JOINT AND INDIVIDUAL ANALYSIS OF BREAST CANCER HISTOLOGIC IMAGES AND GENOMIC COVARIATES

Ann Appl Stat. 2021 Dec;15(4):1697-1722. doi: 10.1214/20-aoas1433. Epub 2021 Dec 21.

Abstract

The two main approaches in the study of breast cancer are histopathology (analyzing visual characteristics of tumors) and genomics. While both histopathology and genomics are fundamental to cancer research, the connections between these fields have been relatively superficial. We bridge this gap by investigating the Carolina Breast Cancer Study through the development of an integrative, exploratory analysis framework. Our analysis gives insights - some known, some novel - that are engaging to both pathologists and geneticists.
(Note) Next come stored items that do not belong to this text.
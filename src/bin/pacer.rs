//! pacer CLI - Train racing opponents from recorded human races
//!
//! This CLI provides:
//! - Training a SARSA table or a deep Q network from a player's recording
//! - Inspecting a stored policy

use anyhow::Result;
use clap::{Parser, Subcommand};
use log::LevelFilter;

#[derive(Parser)]
#[command(name = "pacer")]
#[command(version, about = "Train racing opponents from recorded human races", long_about = None)]
struct Cli {
    /// Log debug output (repeat for trace)
    #[arg(short, long, global = true, action = clap::ArgAction::Count)]
    verbose: u8,

    #[command(subcommand)]
    command: Commands,
}

#[derive(Subcommand)]
enum Commands {
    /// Train an opponent from a player's recording
    Train(Box<pacer::cli::commands::train::TrainArgs>),

    /// Print a stored policy
    Inspect(pacer::cli::commands::inspect::InspectArgs),
}

#[tokio::main]
async fn main() -> Result<()> {
    let cli = Cli::parse();

    let level = match cli.verbose {
        0 => LevelFilter::Info,
        1 => LevelFilter::Debug,
        _ => LevelFilter::Trace,
    };
    env_logger::Builder::new()
        .filter_level(level)
        .parse_default_env()
        .init();

    match cli.command {
        Commands::Train(args) => pacer::cli::commands::train::execute(*args).await,
        Commands::Inspect(args) => pacer::cli::commands::inspect::execute(args),
    }
}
Our analysis framework is based on Angle-based Joint and Individual Variation Explained (AJIVE) for statistical data integration and exploits Convolutional Neural Networks (CNNs) as a powerful, automatic method for image feature extraction. CNNs raise interpretability issues that we address by developing novel methods to explore visual modes of variation captured by statistical algorithms (e.g. PCA or AJIVE) applied to CNN features.

Keywords: Multi-view data; breast cancer histopathology; deep learning; dimensionality reduction; gene expression; image analysis; interpretability.